En medio de la preocupación generada por los recientes retos virales que circularon en escuelas argentinas, Santiago Stura, integrante de Faro Digital, analizó el fenómeno y planteó la necesidad de una mayor implicancia del mundo adulto para comprender y acompañar a las nuevas generaciones en el entorno digital.
“Venimos como sociedad todos muy conmocionados con lo que ocurrió en estas semanas. Esto nos lleva a reflexionar acerca de cuáles son los malestares y problemáticas que hoy atraviesan a la sociedad, en relación a discursos de odio y a la naturalización de algunas violencias”, expresó.
Stura explicó que los llamados retos virales pueden adoptar distintas formas: “Durante la pandemia se veían retos virales que podrían ser puestos, entre comillas, como retos positivos: imitar un baile, imitar una canción, una coreografía. Esos son retos virales que están enmarcados dentro del entretenimiento, que llevan adelante muchos adultos, muchos jóvenes, muchas infancias, y que en general no implican riesgos. Ahora bien, dentro de esa misma lógica de viralización existen otros retos que, en algunos casos, se vinculan a hechos violentos o a narrativas muy agresivas. Siguen siendo retos virales, porque funcionan con la misma dinámica de circulación en redes, pero ya estamos hablando de situaciones mucho más graves, que pueden generar angustia, miedo o incluso consecuencias concretas en la vida real, muy distintas a esas prácticas más ligadas al entretenimiento”.

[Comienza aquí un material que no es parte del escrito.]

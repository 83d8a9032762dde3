//! Vertex welding through a spatial hash.
//!
//! Welding merges vertices closer than a tolerance, rewrites triangle
//! indices to the merged set and compacts away vertices that no triangle
//! references. Marching-cubes output and STL files both produce one vertex
//! per triangle corner, so every mesh built from them passes through here.
//!
//! # Example
//!
//! ```
//! use tessellate::mesh::{Mesh, WeldOptions};
//! use nalgebra::Point3;
//!
//! // Two triangles sharing an edge, stored as triangle soup.
//! let soup = vec![
//!     Point3::new(0.0, 0.0, 0.0),
//!     Point3::new(1.0, 0.0, 0.0),
//!     Point3::new(0.0, 1.0, 0.0),
//!     Point3::new(1.0, 0.0, 0.0),
//!     Point3::new(1.0, 1.0, 0.0),
//!     Point3::new(0.0, 1.0, 0.0),
//! ];
//! let mut mesh = Mesh::from_raw(soup, &[[0, 1, 2], [3, 4, 5]]);
//! let report = mesh.merge_verts(&WeldOptions::default()).unwrap();
//! assert_eq!(report.vertices_after, 4);
//! ```

use std::collections::HashMap;

use log::{debug, warn};
use nalgebra::{Point3, Vector3};

use crate::error::Result;
use crate::geom::{BoundBox, DEFAULT_TOLERANCE};

use super::trimesh::Mesh;

/// Options for vertex welding.
#[derive(Debug, Clone)]
pub struct WeldOptions {
    /// Vertices at distance `<= tolerance` are merged.
    pub tolerance: f64,
}

impl Default for WeldOptions {
    fn default() -> Self {
        Self {
            tolerance: DEFAULT_TOLERANCE,
        }
    }
}

impl WeldOptions {
    /// Set the merge tolerance.
    pub fn with_tolerance(mut self, tolerance: f64) -> Self {
        self.tolerance = tolerance.max(0.0);
        self
    }
}

/// Summary of a weld.
#[derive(Debug, Clone, Default, PartialEq, Eq)]
pub struct WeldReport {
    /// Vertex count before welding.
    pub vertices_before: usize,
    /// Vertex count after welding.
    pub vertices_after: usize,
    /// Vertices folded into an earlier coincident vertex.
    pub merged: usize,
    /// Unreferenced vertices removed.
    pub dangling_removed: usize,
    /// Triangles left with fewer than three distinct corners.
    pub degenerate_faces: Vec<usize>,
}

type CellKey = (i64, i64, i64);

/// Uniform-grid bucketing of vertex indices by position.
///
/// Cells are at least `tolerance` wide, so any point within tolerance of a
/// query lies in the query's cell or one of its 26 neighbours.
pub(crate) struct SpatialHash {
    origin: Point3<f64>,
    cell: f64,
    buckets: HashMap<CellKey, Vec<usize>>,
}

impl SpatialHash {
    /// Hash grid over `bbox` sized for roughly one point per cell.
    pub(crate) fn new(bbox: &BoundBox, tolerance: f64, count: usize) -> Self {
        let per_axis = (count.max(1) as f64).cbrt().ceil();
        let mut cell = (bbox.diagonal() / per_axis).max(tolerance);
        if !(cell.is_finite() && cell > 0.0) {
            cell = 1.0;
        }
        Self {
            origin: bbox.min,
            cell,
            buckets: HashMap::with_capacity(count),
        }
    }

    fn key(&self, p: &Point3<f64>) -> CellKey {
        let q: Vector3<f64> = (p - self.origin) / self.cell;
        (q.x.floor() as i64, q.y.floor() as i64, q.z.floor() as i64)
    }

    pub(crate) fn insert(&mut self, p: &Point3<f64>, index: usize) {
        let key = self.key(p);
        self.buckets.entry(key).or_default().push(index);
    }

    /// Lowest inserted index within `tolerance` of `p`.
    pub(crate) fn find(&self, p: &Point3<f64>, tolerance: f64, positions: &[Point3<f64>]) -> Option<usize> {
        let (kx, ky, kz) = self.key(p);
        let mut best: Option<usize> = None;
        for dx in -1..=1 {
            for dy in -1..=1 {
                for dz in -1..=1 {
                    let Some(bucket) = self.buckets.get(&(kx + dx, ky + dy, kz + dz)) else {
                        continue;
                    };
                    for &j in bucket {
                        if (positions[j] - p).norm() <= tolerance && best.map_or(true, |b| j < b) {
                            best = Some(j);
                        }
                    }
                }
            }
        }
        best
    }
}

impl Mesh {
    /// Merge near-duplicate vertices and drop unreferenced ones.
    ///
    /// Vertices are visited in index order; the first of a coincident group
    /// is kept. Triangle count and winding are unchanged. Triangles that
    /// collapse are listed in [`WeldReport::degenerate_faces`] but kept.
    /// Normals are re-derived afterwards; defects found there are logged.
    ///
    /// # Errors
    ///
    /// Returns [`MeshError::InvalidVertexIndex`](crate::error::MeshError::InvalidVertexIndex)
    /// if a triangle references a missing vertex. The mesh is unchanged in
    /// that case.
    pub fn merge_verts(&mut self, options: &WeldOptions) -> Result<WeldReport> {
        self.check_indices()?;

        let before = self.verts.len();
        let Some(bbox) = self.bounding_box() else {
            return Ok(WeldReport::default());
        };

        let mut hash = SpatialHash::new(&bbox, options.tolerance, before);
        let mut remap = vec![0usize; before];
        let mut kept: Vec<usize> = Vec::with_capacity(before);
        for i in 0..before {
            let p = &self.verts[i];
            match hash.find(p, options.tolerance, &self.verts) {
                Some(canonical) => remap[i] = remap[canonical],
                None => {
                    hash.insert(p, i);
                    remap[i] = kept.len();
                    kept.push(i);
                }
            }
        }
        let merged = before - kept.len();

        let mut referenced = vec![false; kept.len()];
        for t in &mut self.tris {
            t.v = t.v.map(|i| remap[i]);
            for &i in &t.v {
                referenced[i] = true;
            }
        }

        // Compact in first-occurrence order.
        let mut compact = vec![usize::MAX; kept.len()];
        let mut verts = Vec::with_capacity(kept.len());
        for (new, &old) in kept.iter().enumerate() {
            if referenced[new] {
                compact[new] = verts.len();
                verts.push(self.verts[old]);
            }
        }
        let dangling_removed = kept.len() - verts.len();
        for t in &mut self.tris {
            t.v = t.v.map(|i| compact[i]);
        }

        let degenerate_faces: Vec<usize> = self
            .tris
            .iter()
            .enumerate()
            .filter(|(_, t)| t.is_degenerate())
            .map(|(f, _)| f)
            .collect();
        if !degenerate_faces.is_empty() {
            warn!("weld left {} degenerate triangles", degenerate_faces.len());
        }

        self.verts = verts;
        self.norms = vec![Vector3::zeros(); self.verts.len()];
        self.geometry_changed();
        if let Err(e) = self.derive_normals() {
            warn!("normals after weld: {}", e);
        }

        let report = WeldReport {
            vertices_before: before,
            vertices_after: self.verts.len(),
            merged,
            dangling_removed,
            degenerate_faces,
        };
        debug!(
            "weld: {} -> {} vertices ({} merged, {} dangling)",
            report.vertices_before, report.vertices_after, report.merged, report.dangling_removed
        );
        Ok(report)
    }

    /// Weld with the tolerance from the mesh configuration.
    pub fn weld(&mut self) -> Result<WeldReport> {
        let options = WeldOptions::default().with_tolerance(self.config().weld_tolerance);
        self.merge_verts(&options)
    }
}

#[cfg(test)]
mod tests {
    use super::*;
    use crate::error::MeshError;
    use crate::mesh::fixtures;

    fn soup_quad() -> Mesh {
        let verts = vec![
            Point3::new(0.0, 0.0, 0.0),
            Point3::new(1.0, 0.0, 0.0),
            Point3::new(0.0, 1.0, 0.0),
            Point3::new(1.0, 0.0, 0.0),
            Point3::new(1.0, 1.0, 0.0),
            Point3::new(0.0, 1.0 + 1e-9, 0.0),
        ];
        Mesh::from_raw(verts, &[[0, 1, 2], [3, 4, 5]])
    }

    #[test]
    fn test_weld_merges_shared_edge() {
        let mut mesh = soup_quad();
        let report = mesh.weld().unwrap();
        assert_eq!(report.vertices_before, 6);
        assert_eq!(report.vertices_after, 4);
        assert_eq!(report.merged, 2);
        assert_eq!(mesh.triangles()[0].v, [0, 1, 2]);
        assert_eq!(mesh.triangles()[1].v, [1, 3, 2]);
        // First occurrence keeps its position.
        assert_eq!(mesh.vertices()[2], Point3::new(0.0, 1.0, 0.0));
    }

    #[test]
    fn test_weld_is_idempotent() {
        let mut mesh = soup_quad();
        mesh.weld().unwrap();
        let verts = mesh.vertices().to_vec();
        let tris: Vec<_> = mesh.triangles().iter().map(|t| t.v).collect();

        let report = mesh.weld().unwrap();
        assert_eq!(report.merged, 0);
        assert_eq!(report.dangling_removed, 0);
        assert_eq!(mesh.vertices(), &verts[..]);
        let again: Vec<_> = mesh.triangles().iter().map(|t| t.v).collect();
        assert_eq!(again, tris);
    }

    #[test]
    fn test_weld_removes_dangling() {
        let mut mesh = fixtures::duplicate_dangling();
        let before = mesh.num_vertices();
        let report = mesh.weld().unwrap();
        assert!(report.vertices_after < before);
        assert_eq!(mesh.num_vertices(), 4);
        assert_eq!(mesh.num_triangles(), 4);
    }

    #[test]
    fn test_weld_reports_collapsed_triangle() {
        let verts = vec![
            Point3::new(0.0, 0.0, 0.0),
            Point3::new(1.0, 0.0, 0.0),
            Point3::new(1.0 + 1e-8, 0.0, 0.0),
        ];
        let mut mesh = Mesh::from_raw(verts, &[[0, 1, 2]]);
        let report = mesh.weld().unwrap();
        assert_eq!(report.degenerate_faces, vec![0]);
        assert_eq!(mesh.num_triangles(), 1);
    }

    #[test]
    fn test_weld_rejects_bad_index_and_leaves_mesh() {
        let mut mesh = fixtures::basic_break();
        let verts = mesh.vertices().to_vec();
        let err = mesh.weld().unwrap_err();
        assert!(matches!(err, MeshError::InvalidVertexIndex { .. }));
        assert_eq!(mesh.vertices(), &verts[..]);
    }

    #[test]
    fn test_zero_tolerance_merges_exact_copies_only() {
        let mut mesh = soup_quad();
        let report = mesh.merge_verts(&WeldOptions::default().with_tolerance(0.0)).unwrap();
        assert_eq!(report.vertices_after, 5);
    }

    #[test]
    fn test_spatial_hash_neighbour_cells() {
        let pts = vec![Point3::new(0.0, 0.0, 0.0), Point3::new(10.0, 10.0, 10.0)];
        let bbox = BoundBox::from_points(&pts).unwrap();
        let mut hash = SpatialHash::new(&bbox, 0.5, pts.len());
        hash.insert(&pts[0], 0);
        hash.insert(&pts[1], 1);
        let query = Point3::new(9.8, 10.0, 10.1);
        assert_eq!(hash.find(&query, 0.5, &pts), Some(1));
        assert_eq!(hash.find(&Point3::new(5.0, 5.0, 5.0), 0.5, &pts), None);
    }
}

En ese marco, puso el foco en lo que estos episodios reflejan como síntoma social y desarrolló un análisis más profundo:
“A nosotros lo que nos parece importante identificar en ese caso es, no sé si pudieron ver la serie Adolescencia, pero me parece un muy buen ejemplo para pensarlo. La serie Adolescencia retrata un femicidio, un adolescente que mata a una compañera del colegio, y cuando a lo largo de los cuatro capítulos se trata de reconstruir qué pasó en un proceso de investigación, lo que se ve es un mundo adulto en distintas instituciones, en el sistema penal británico, en la escuela, en los esquemas de salud mental y la propia familia, que no puede ponerle palabra, que no puede poner comprensión, que no puede entender ni explicar qué es lo que sucedió. Hay como una crisis de autoridad cognitiva de esas instituciones, de ese mundo adulto respecto a lo que sucedió, y en ese camino se logra reconstruir que en el inicio de ese chico atravesó una profunda crisis por ser rechazado por la chica que le gustaba”.
“Entonces nosotros ahí lo que nos preguntamos es: la novedad en 2026 no es que un adolescente sea rechazado o que atraviese un proceso de angustia o de frustración, o que esté tramitando su identidad o su sentido de pertenencia, su sentido de exclusión, sus horizontes, porque todos esos desafíos son propios de la adolescencia en distintas épocas. En todo caso, la novedad es que las adolescencias están tramitando esos malestares en un entorno nuevo que es el entorno digital, y en ese entorno muchas veces el mundo adulto está fuera de radar, está ausente, no comprende, no puede atar sentido ni ser parte de lo que está sucediendo para poder prevenir y cuidar”.
Para Stura, allí aparece uno de los principales desafíos actuales: “Desde el mundo adulto tenemos que hacer un esfuerzo por conocer. Poner una escucha activa, incorporar preguntas como ‘¿cómo te fue en internet hoy?’. No se puede cuidar lo que no se conoce”.
Y reforzó la idea con una comparación concreta: “Así como un padre se interesa por el club al que va su hijo, por cómo funciona y qué pasa ahí, lo mismo debería pasar con las redes sociales. No puedo estar totalmente ajeno al lugar donde mi hija pasa tanto tiempo”.
Además, subrayó que el entorno digital debe ser entendido como un espacio real: “El territorio digital es tan real como el presencial. Hay derechos y responsabilidades, y el mundo adulto tiene que garantizar esos derechos también ahí”.
También advirtió sobre la necesidad de avanzar en regulaciones: “Las plataformas no pueden pararse en una posición neutra. Son responsables de lo que sucede dentro de ellas. Hay que trabajar en la regulación de los algoritmos y en los mecanismos de control”.
Finalmente, dejó una reflexión central: “Esto llegó para quedarse. Cada hecho que nos conmociona tiene que servir para trabajar en la prevención. Es clave anticiparse, construir herramientas para llegar antes de que los problemas se desaten”.